Sunday, Jan. 7, 2024 8:00 AM - 10:00 AM (CST)

Marriott Rivercenter, Grand Ballroom Salon C
Hosted By: American Finance Association
  • Chair: Nina Boyarchenko, Federal Reserve Bank of New York

Realized Illiquidity

Demetrio Lacava
,
Luiss Guido Carli University
Angelo Ranaldo
,
University of St. Gallen
Paolo Santucci de Magistris
,
Luiss Guido Carli University

Abstract

Realized illiquidity is the ratio between realized volatility and trading volume refining the popular price impact measure proposed by Amihud (2002).
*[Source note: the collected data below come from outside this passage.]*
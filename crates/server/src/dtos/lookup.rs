use database::{entities::question_options, services::lookup::QuestionWithOptions};
use models::{
    options::{OptionItem, StaffOption, SubjectOption},
    publish_form::SubjectQuery,
};
use serde::{Deserialize, Serialize};
use utoipa::{IntoParams, ToSchema};
use uuid::Uuid;

/// One dropdown entry
#[derive(Debug, Serialize, ToSchema)]
pub struct OptionResponse {
    pub id: String,
    pub text: String,
}

impl From<OptionItem> for OptionResponse {
    fn from(option: OptionItem) -> Self {
        Self {
            id: option.id,
            text: option.text,
        }
    }
}

#[derive(Debug, Serialize, ToSchema)]
pub struct SubjectResponse {
    pub id: i32,
    pub code: String,
    pub name: String,
    /// `"code - name"`, as shown in the staff mapping table
    pub label: String,
    pub is_theory: bool,
}

impl From<SubjectOption> for SubjectResponse {
    fn from(subject: SubjectOption) -> Self {
        Self {
            label: subject.label(),
            id: subject.id,
            code: subject.code,
            name: subject.name,
            is_theory: subject.is_theory,
        }
    }
}

/// Subjects grouped the way the staff mapping section renders them
#[derive(Debug, Serialize, ToSchema)]
pub struct SubjectsResponse {
    pub theory: Vec<SubjectResponse>,
    pub lab: Vec<SubjectResponse>,
}

impl From<Vec<SubjectOption>> for SubjectsResponse {
    fn from(subjects: Vec<SubjectOption>) -> Self {
        let (theory, lab): (Vec<_>, Vec<_>) = subjects.into_iter().partition(|s| s.is_theory);
        Self {
            theory: theory.into_iter().map(SubjectResponse::from).collect(),
            lab: lab.into_iter().map(SubjectResponse::from).collect(),
        }
    }
}

#[derive(Debug, Serialize, ToSchema)]
pub struct StaffResponse {
    pub id: Uuid,
    pub name: String,
}

impl From<StaffOption> for StaffResponse {
    fn from(staff: StaffOption) -> Self {
        Self {
            id: staff.id,
            name: staff.name,
        }
    }
}

#[derive(Debug, Clone, Copy, Deserialize, ToSchema, IntoParams)]
pub struct SubjectQueryParams {
    pub department_id: i32,
    pub regulation_id: i32,
    /// 1 to 8
    pub semester: i32,
}

impl From<SubjectQueryParams> for SubjectQuery {
    fn from(params: SubjectQueryParams) -> Self {
        Self {
            department_id: params.department_id,
            regulation_id: params.regulation_id,
            semester: params.semester,
        }
    }
}

#[derive(Debug, Serialize, ToSchema)]
pub struct QuestionOptionResponse {
    pub option: String,
    pub value: i32,
}

impl From<question_options::Model> for QuestionOptionResponse {
    fn from(option: question_options::Model) -> Self {
        Self {
            option: option.option,
            value: option.value,
        }
    }
}

#[derive(Debug, Serialize, ToSchema)]
pub struct QuestionResponse {
    pub id: i32,
    /// `peo`, `po`, `employer`, `course` or `lab`
    pub feedback_type: String,
    pub question_no: i32,
    pub question: String,
    pub options: Vec<QuestionOptionResponse>,
}

impl From<QuestionWithOptions> for QuestionResponse {
    fn from((question, options): QuestionWithOptions) -> Self {
        Self {
            id: question.id,
            feedback_type: question.feedback_type.to_string(),
            question_no: question.question_no,
            question: question.question,
            options: options.into_iter().map(QuestionOptionResponse::from).collect(),
        }
    }
}
use std::{env, net::SocketAddr};
use thiserror::Error;

pub const DEFAULT_BIND_ADDR: &str = "0.0.0.0:3000";

#[derive(Debug, Error)]
pub enum ConfigError {
    #[error("environment variable {0} is not set")]
    Missing(&'static str),
    #[error("BIND_ADDR {value:?} is not a socket address: {source}")]
    InvalidBindAddr {
        value: String,
        source: std::net::AddrParseError,
    },
}

/// Runtime settings, read from the environment (and `.env` when present)
#[derive(Debug, Clone, PartialEq, Eq)]
pub struct AppConfig {
    pub database_url: String,
    pub oidc_issuer_url: String,
    pub bind_addr: SocketAddr,
}

impl AppConfig {
    pub fn from_env() -> Result<Self, ConfigError> {
        Self::from_lookup(|key| env::var(key).ok())
    }

    /// Builds the config from any key/value source; empty values count as missing
    pub fn from_lookup<F>(lookup: F) -> Result<Self, ConfigError>
    where
        F: Fn(&str) -> Option<String>,
    {
        let get = |key: &'static str| lookup(key).filter(|v| !v.trim().is_empty());

        let database_url = get("DATABASE_URL").ok_or(ConfigError::Missing("DATABASE_URL"))?;
        let oidc_issuer_url =
            get("OIDC_ISSUER_URL").ok_or(ConfigError::Missing("OIDC_ISSUER_URL"))?;

        let value = get("BIND_ADDR").unwrap_or_else(|| DEFAULT_BIND_ADDR.to_string());
        let bind_addr = value
            .parse()
            .map_err(|source| ConfigError::InvalidBindAddr { value, source })?;

        Ok(Self {
            database_url,
            oidc_issuer_url,
            bind_addr,
        })
    }
}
We provide its theoretical foundation in which both price volatility, sigma(t), and market liquidity, l(t), follow stochastic processes in continuous time. We prove that the realized illiquidity is a precise measurement of the inverse of integrated liquidity, that is, the integral of l(t) over periods of unit length (e.g., a day). A comprehensive econometric analysis highlights the main distributional and dynamic properties of the realized illiquidity, including jumps, clustering, and leverage effects, and demonstrate that they help explain the time series of stock and currency returns.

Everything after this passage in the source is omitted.